Tuesday, December 26, 2023

Molluskan horoscopes for week beginning 25th December 2023

The Barnacle December 2nd - February 19th

This week will see you face many important questions. It is important that you answer those questions. Should you find yourself in a casino this week, then the number 86 might be the key to a little financial surprise (the surprise might involve the words 'your credit card is no longer valid' so be careful). There is a Clam on the war-path, and that Clam is heading your way. Make like a dead whale, and play dead.


The Snail February 20th - March 9th

Take an umbrella with you this week when you go to your 'special' appointment. It won't rain but there will be waterworks. Make sure that you heed the old maritime warning this week: "When whales swim in threes, flatulence comes for thee". Avoid roller-coasters at all costs on Saturday.


The Limpet March 10th - May 1st

A forthcoming trip is causing you much stress, Speak to your doctor for advice. You will have an important meeting with your boss this week. Be careful, the wrong choice of shoes will prove disastrous to your career. Why do Squids have that annoying habit of saying something at the most inopportune times. If you are speaking at any event this week where there is an opportunity to ask questions, then avoid fielding any such questions from a Squid.


The Clam May 2nd - June 2nd

Ever had to take over the controls of a plane due to an injury to the pilot? This week might provide an occasion to do just that. Eat well this week, but don't eat too little, and don't eat too much. Also avoid the wrong types of food and focus on the right types of food. Life will be a little bit tough for you this week. Just a little bit though, sort of squidgy-tough rather than hard-tough.

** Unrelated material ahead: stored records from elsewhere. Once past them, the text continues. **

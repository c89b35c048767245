use std::collections::HashMap;

use serde_json::{Map, Value};

use crate::runtime::actions::{ActionDispatcher, ActionHandler};
use crate::runtime::tree::RenderedNode;

/// Prop maps exchanged between documents, adapters and rendered output.
pub type PropMap = Map<String, Value>;

/// Render-time surroundings of one widget instance, handed to its adapter
/// while props are shaped.
pub struct TransformContext<'a> {
    /// Binding results for this node, resolved against the live scope.
    /// Paths that resolved to nothing are absent.
    pub bindings: &'a PropMap,
    /// Children rendered before the parent was dispatched.
    pub children: &'a [RenderedNode],
    /// Event name → declared action id.
    pub actions: &'a HashMap<String, String>,
    pub(crate) dispatcher: Option<&'a ActionDispatcher>,
}

impl<'a> TransformContext<'a> {
    /// Handle for the action wired to `event`, when one is declared and a
    /// dispatcher is in play.
    pub fn action_handler(&self, event: &str) -> Option<ActionHandler> {
        let action_id = self.actions.get(event)?;
        let dispatcher = self.dispatcher?;
        Some(dispatcher.handler(action_id))
    }

    #[cfg(test)]
    pub(crate) fn bare(bindings: &'a PropMap, actions: &'a HashMap<String, String>) -> Self {
        Self {
            bindings,
            children: &[],
            actions,
            dispatcher: None,
        }
    }
}

/// Capability seam between the engine and a concrete widget set. One
/// adapter per registered type name; the renderer consults it for child
/// handling and final prop shaping.
pub trait WidgetAdapter: Send + Sync {
    /// Whether declared children of this widget are rendered.
    fn has_children(&self) -> bool {
        false
    }

    /// Props layered underneath whatever the document declares.
    fn default_props(&self) -> PropMap {
        PropMap::new()
    }

    /// Final prop shaping for one instance. The default layers defaults,
    /// document props and resolved bindings, later wins.
    fn transform_props(&self, raw: PropMap, ctx: &TransformContext<'_>) -> PropMap {
        merge_props(self.default_props(), raw, ctx.bindings)
    }
}

/// Layer prop maps: `defaults` under `raw` under `bindings`.
pub fn merge_props(defaults: PropMap, raw: PropMap, bindings: &PropMap) -> PropMap {
    let mut merged = defaults;
    for (key, value) in raw {
        merged.insert(key, value);
    }
    for (key, value) in bindings {
        merged.insert(key.clone(), value.clone());
    }
    merged
}

#[cfg(test)]
mod tests {
    use super::*;
    use serde_json::json;

    fn as_map(value: Value) -> PropMap {
        match value {
            Value::Object(map) => map,
            _ => unreachable!(),
        }
    }

    struct Plain;
    impl WidgetAdapter for Plain {}

    #[test]
    fn test_merge_order_later_wins() {
        let merged = merge_props(
            as_map(json!({"a": 1, "b": 1, "c": 1})),
            as_map(json!({"b": 2, "c": 2})),
            &as_map(json!({"c": 3})),
        );
        assert_eq!(Value::Object(merged), json!({"a": 1, "b": 2, "c": 3}));
    }

    #[test]
    fn test_default_transform_applies_bindings_over_props() {
        let bindings = as_map(json!({"text": "from state"}));
        let actions = HashMap::new();
        let ctx = TransformContext::bare(&bindings, &actions);
        let out = Plain.transform_props(as_map(json!({"text": "literal", "size": 12})), &ctx);
        assert_eq!(
            Value::Object(out),
            json!({"text": "from state", "size": 12})
        );
    }

    #[test]
    fn test_adapter_defaults() {
        assert!(!Plain.has_children());
        assert!(Plain.default_props().is_empty());
    }

    #[test]
    fn test_action_handler_requires_declared_event() {
        let bindings = PropMap::new();
        let mut actions = HashMap::new();
        actions.insert("click".to_string(), "do-thing".to_string());
        let ctx = TransformContext::bare(&bindings, &actions);
        // No dispatcher attached, so even a declared event yields nothing.
        assert!(ctx.action_handler("click").is_none());
        assert!(ctx.action_handler("hover").is_none());
    }
}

The Squid June 3rd - July 25th

Laughter will fill the air this week. But will it be yours? There is only one way to be sure. Rent a good comedy on DVD and watch with a friend. You will be troubled by two legs on Tuesday and four legs on Friday. You will see a Slug in trouble this week. You will not care. You are the better Mollusk.


The Slug July 26th

Your friends will gather closely around you this week, so please take steps to lessen your foul odor. You have nothing to offer anyone this week, so it's business as usual. You may be feeling down. You may be feeling that nothing good ever happens to you. But don't worry. Just remember, that 99.9% of the rest of the population are much happier than you. So at least it all balances out!


The Oyster July 27th - August 19th

Dietary choices may be important this week. Consider avoiding foods that are green or yellow in color. This is a good week to set sail on a new voyage of discovery and adventure...unless you are feeling tired, in which case you should stay at home. Get some attention this week by wearing 7 items of clothing on Monday, and then remove an item each day


The Scallop August 20th - October 1st

In a parallel universe you were born as F Lee Bailey. Don't get too excited, because you are still living in this universe. Numbers will prove problematic for you this week. It could be a birthday or other important date, or it could be the lottery. Step wisely when choosing any number. Beware, Clams are plotting against you! And even if they are not actually plotting, they are probably thinking about plotting. And even if they are not thinking, they will be.


The Octopus October 1st - October 29th

Be careful not to overexert yourself in the kitchen this week. Remember, too many broths spoil the cook. You will be attracted to someone in a position of power this week. Do not give in to temptation, make sure they get the cold shoulder. When a Squid and an Octopus meet it's full-on tentacle action. So if you are out and about on Sunday, then make sure you take enough moisturizer.


The Mussel October 30th - December 1st

Take a deep breath and think to yourself 'Is this really who I am?'. If the answer is 'no', then be afraid, very afraid. Eggs, or products containing eggs, are best avoided this week. Unless you are certain that they are what you want. You know an Octopus who is almost the perfect person. Polite, charming, attractive, and financially independent. Sadly, you chose to marry their poor, ugly, and alcoholic cousin instead.